Transactional outbox pattern.

See Outbox pattern for recipes.

API

dorm.contrib.outbox.OutboxEvent

Bases: Model

Minimal abstract model for the outbox table.

Subclass with a concrete Meta.db_table and run makemigrations to materialise. Override the field definitions if you need different types — the OutboxRelay only depends on the column names (id, event_type, payload, status, created_at).

dorm.contrib.outbox.OutboxRelay

Polling worker that drains an outbox table.

Each iteration:

  1. Opens a transaction.
  2. SELECT ... FOR UPDATE SKIP LOCKED of up to batch_size pending rows. Other relay workers running against the same outbox naturally pick up disjoint rows — horizontal scaling is free.
  3. Calls handler(row) for each. The handler returns a truthy value on success, falsy on failure. Any raised exception is treated as a failure.
  4. Successful rows are marked status='published' with published_at = now(). Failures bump attempts and store last_error for inspection.
  5. After max_attempts failures, the row is moved to status='dead' so it stops blocking the queue. Operators drain the dead-letter pile manually.

The relay is a plain blocking loop. Run it in its own process (python -m worker) or under supervisor/systemd. Async users can call :meth:arun instead.

stop() -> None

Request the relay loop to exit after the current batch.

drain_once(handler: Callable[[Any], Any]) -> int

Run a single batch. Returns the number of successfully published events. Useful to drive the relay from a test or from an external scheduler instead of the blocking loop.

Concurrency model: SELECT ... FOR UPDATE SKIP LOCKED on PostgreSQL — multiple relays naturally pick disjoint rows. On backends without SKIP LOCKED support (SQLite, MySQL < 8.0) the helper falls back to a plain SELECT inside the same transaction; running multiple relay processes against those backends will sometimes process the same event twice — make the handler idempotent.

run(handler: Callable[[Any], Any]) -> None

Block forever, calling handler for each pending row.

Installs a SIGTERM / SIGINT handler that calls self.stop so the loop exits cleanly between batches; partial work is already committed by atomic() and won't be lost. The handler returns True to mark a row published or False to retry it later.

adrain_once(handler: Callable[[Any], Any]) -> int async

Async equivalent of :meth:drain_once. Drains a single batch via the async ORM path; await the handler when it is a coroutine function.

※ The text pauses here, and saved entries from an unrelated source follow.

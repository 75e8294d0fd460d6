use super::Settings;

#[test]
fn defaults_match_documented_values() {
    let settings = Settings::default();
    assert_eq!(settings.page.page_size, 32 * 1024);
    assert_eq!(settings.page.pool_capacity, 64);
    assert_eq!(settings.page.max_allocated_bytes, None);
    assert_eq!(settings.executor.channel_capacity, 4);
    assert_eq!(settings.logging.stdout_level, "info");
}

#[test]
fn sections_fill_missing_fields_with_defaults() {
    let raw = r#"
        [page]
        page_size = 4096

        [executor]
        channel_capacity = 1
    "#;
    let settings: Settings = config::Config::builder()
        .add_source(config::File::from_str(raw, config::FileFormat::Toml))
        .build()
        .unwrap()
        .try_deserialize()
        .unwrap();

    assert_eq!(settings.page.page_size, 4096);
    assert_eq!(settings.page.pool_capacity, 64);
    assert_eq!(settings.executor.channel_capacity, 1);
    assert_eq!(settings.logging.file_level, "debug");
}
use crate::engine::types::{Schema, TypeTag};

/// Builds schemas for tests; `new()` starts empty, `all_types()` has one
/// column per type.
pub struct SchemaFactory {
    columns: Vec<(String, TypeTag)>,
}

impl SchemaFactory {
    pub fn new() -> Self {
        Self {
            columns: Vec::new(),
        }
    }

    pub fn all_types() -> Self {
        Self::new()
            .with("flag", TypeTag::Boolean)
            .with("count", TypeTag::Int64)
            .with("ratio", TypeTag::Float64)
            .with("name", TypeTag::String)
            .with("at", TypeTag::Timestamp)
    }

    pub fn with(mut self, name: &str, type_tag: TypeTag) -> Self {
        self.columns.push((name.to_string(), type_tag));
        self
    }

    /// Adds `count` columns `c0..` of one type.
    pub fn with_many(mut self, count: usize, type_tag: TypeTag) -> Self {
        let start = self.columns.len();
        for i in start..start + count {
            self.columns.push((format!("c{i}"), type_tag));
        }
        self
    }

    pub fn create(self) -> Schema {
        self.columns
            .into_iter()
            .fold(Schema::builder(), |builder, (name, tag)| builder.add(name, tag))
            .build()
    }
}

arun(handler: Callable[[Any], Any]) -> None async

Async equivalent of :meth:run. Loops via :meth:adrain_once, sleeping between empty batches.

Stop with self.stop() from another task — there is no SIGTERM hook here because async stacks typically register their own; mirroring the sync helper would surprise FastAPI / Litestar / aiohttp users that already wired a graceful- shutdown lifespan.

dorm.contrib.outbox.record_event(model: type[OutboxEvent], event_type: str, payload: dict[str, Any] | None = None, *, using: str | None = None) -> OutboxEvent

Insert an outbox row inside the active transaction.

Calling without an active atomic() works but defeats the pattern — the whole point is to share a transaction with the business write. The helper logs a warning in that case.

dorm.contrib.outbox.arecord_event(model: type[OutboxEvent], event_type: str, payload: dict[str, Any] | None = None, *, using: str | None = None) -> OutboxEvent async

Async counterpart of :func:record_event.

Mirrors the sync version's tx-detection: logs a warning when called outside an active aatomic() block so the dual-write invariant isn't silently broken.

dorm.contrib.outbox.serialize_payload(payload: Any) -> str

Helper: deterministic JSON encoding for outbox payloads.

Sort keys + UTF-8 default + tuple-as-list make the output stable across Python versions, which matters when an idempotent consumer dedupes by hash.